Los estoicos hicieron del concepto de destino la piedra angular de todo su sistema ético. Le llamaron heimarménê, “lo que está encadenado”. El nombre muestra ya un notable cambio de mentalidad. Destino es ahora una concatenación de causas y efectos inexorablemente enlazados. La razón que une las causas y efectos que deciden nuestras vidas no es otra cosa que el lógos, el pensamiento de Dios, el cual se manifiesta a través de las leyes de la naturaleza. Al hombre sabio no le queda otro camino que conocer y aceptar esas leyes, lo que consecuentemente lleva a la práctica de la virtud. Conocer y seguir las leyes de la naturaleza se traduce por tanto en practicar la acción virtuosa. Ello basta para la felicidad. Se trata de una geometría aparentemente sencilla que combina ética y psicología, según la define Séneca: “quien es fuerte no tiene temor, pero quien no tiene temor tampoco tiene aflicción, y quien está privado de aflicción es feliz”.
Los avatares de la vida, las desgracias, la salud y las riquezas, incluso la vida y la muerte, todo carece de valor. Lo único que importa es practicar la virtud y huir de los vicios, lo demás es adiáphoron, “indiferente”. Así lo dice Crisipo el estoico, según cita de Plutarco: “solo en el vivir conforme a la virtud está el vivir feliz. Todo lo demás no tiene ningún valor”. Por eso el sabio estoico se muestra fuerte frente a los sufrimientos y al infortunio. En realidad no le importan. Se trata de una receta que blinda nuestro interior cara a la inestabilidad de lo humano y lo mudable, y nos predispone indefectiblemente a la felicidad. Fortaleza para ser feliz, pero también y por tanto, la ética estoica es una ética de la libertad, pues nos libera de la esclavitud de lo efímero.
Los estoicos y nosotros
En un tiempo de decadencia en que colapsan el orden y los valores tradicionales, los filósofos buscaron respuestas para alcanzar una vida feliz y las hallaron en su propio interior. Al desplome de la polis, la angustia de los ciudadanos les hace mirar hacia sí mismos en busca de sosiego y felicidad. Los epicúreos dijeron que el secreto estaba en el placer y los estoicos en la práctica de la vida virtuosa, así hubiera que pagar un alto precio.
Claro que las doctrinas de los estoicos encontraron críticos y detractores, pues, si nuestro destino ya está escrito en la mente de Dios, ¿qué sentido tiene la voluntad humana?, ¿dónde queda nuestro libre albedrío? Los estoicos no pudieron responder a esta pregunta, como tampoco los que después lo intentaron, de Séneca y San Agustín a Descartes y Espinoza. Sin embargo, nadie puede negar que su concepto del destino y de la providencia divina, su psicología del sufrimiento y los valores de su sistema ético marcaron como los de ninguna otra escuela el pensamiento cristiano y los valores del mundo moderno.

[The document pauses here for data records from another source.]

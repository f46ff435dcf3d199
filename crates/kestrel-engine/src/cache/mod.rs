//! Cache capability
//!
//! Tenant-scoped caching with a typed transaction cache and fixed-window
//! counters. Two implementations ship in-tree: an in-process LRU for the
//! community profile and a Redis-backed cache for distributed deployments,
//! composable as a two-phase (L1/L2) cache.

mod lru;
mod redis;
mod two_phase;

pub use lru::LruCache;
pub use redis::RedisCache;
pub use two_phase::TwoPhaseCache;

use async_trait::async_trait;
use serde::{Deserialize, Serialize};
use std::time::Duration;
use thiserror::Error;

/// Cache error type
#[derive(Error, Debug)]
pub enum CacheError {
    #[error("tenant id is required")]
    TenantRequired,

    #[error("serialization failed: {0}")]
    Serialization(#[from] serde_json::Error),

    #[error("redis error: {0}")]
    Redis(#[from] ::redis::RedisError),

    #[error("cache backend error: {0}")]
    Backend(String),
}

/// Cached transaction data passed through the pipeline.
#[derive(Debug, Clone, PartialEq, Serialize, Deserialize)]
pub struct DataCache {
    #[serde(rename = "dbtrId")]
    pub debtor_id: String,
    #[serde(rename = "cdtrId")]
    pub creditor_id: String,
    #[serde(rename = "dbtrAcctId")]
    pub debtor_account_id: String,
    #[serde(rename = "cdtrAcctId")]
    pub creditor_account_id: String,
    #[serde(rename = "amt")]
    pub amount: f64,
    #[serde(rename = "ccy")]
    pub currency: String,
    pub timestamp: String,
}

/// The cache capability. Every method is tenant-scoped; an empty tenant id is
/// a hard input error.
#[async_trait]
pub trait Cache: Send + Sync {
    /// Retrieve a value. `Ok(None)` on miss.
    async fn get(&self, tenant_id: &str, key: &str) -> Result<Option<Vec<u8>>, CacheError>;

    /// Store a value with an expiration.
    async fn set(
        &self,
        tenant_id: &str,
        key: &str,
        value: Vec<u8>,
        ttl: Duration,
    ) -> Result<(), CacheError>;

    /// Remove a value.
    async fn delete(&self, tenant_id: &str, key: &str) -> Result<(), CacheError>;

    /// Atomically increment a fixed-window counter and return the new value.
    /// Used for velocity-style counts.
    async fn increment_counter(
        &self,
        tenant_id: &str,
        key: &str,
        window: Duration,
    ) -> Result<i64, CacheError>;

    /// Health check.
    async fn ping(&self) -> Result<(), CacheError>;

    /// Release resources. Must run before process exit.
    async fn close(&self) -> Result<(), CacheError>;

    /// Retrieve cached transaction data.
    async fn get_transaction(
        &self,
        tenant_id: &str,
        tx_id: &str,
    ) -> Result<Option<DataCache>, CacheError> {
        let Some(raw) = self.get(tenant_id, &tx_key(tx_id)).await? else {
            return Ok(None);
        };
        Ok(Some(serde_json::from_slice(&raw)?))
    }

    /// Cache transaction data for pipeline processing.
    async fn set_transaction(
        &self,
        tenant_id: &str,
        tx_id: &str,
        data: &DataCache,
        ttl: Duration,
    ) -> Result<(), CacheError> {
        let raw = serde_json::to_vec(data)?;
        self.set(tenant_id, &tx_key(tx_id), raw, ttl).await
    }
}

fn tx_key(tx_id: &str) -> String {
    format!("tx:{tx_id}")
}

pub(crate) fn make_key(tenant_id: &str, key: &str) -> String {
    format!("{tenant_id}:{key}")
}

pub(crate) fn require_tenant(tenant_id: &str) -> Result<(), CacheError> {
    if tenant_id.is_empty() {
        Err(CacheError::TenantRequired)
    } else {
        Ok(())
    }
}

En lo que respecta a los nuestros, vale recordar que Séneca y Cicerón, los grandes valedores de la filosofía del Pórtico en Roma, eran lectura habitual en los seminarios y universidades coloniales hispanoamericanos, en tiempos en que se formaba nuestra cultura. Esa tradición, que se remonta a nuestras raíces, se mantiene viva hasta hoy. Será por eso que las palabras y los conceptos de los viejos estoicos continúan vivos en boca de la gente, en las páginas de nuestra literatura y hasta en el himno nacional.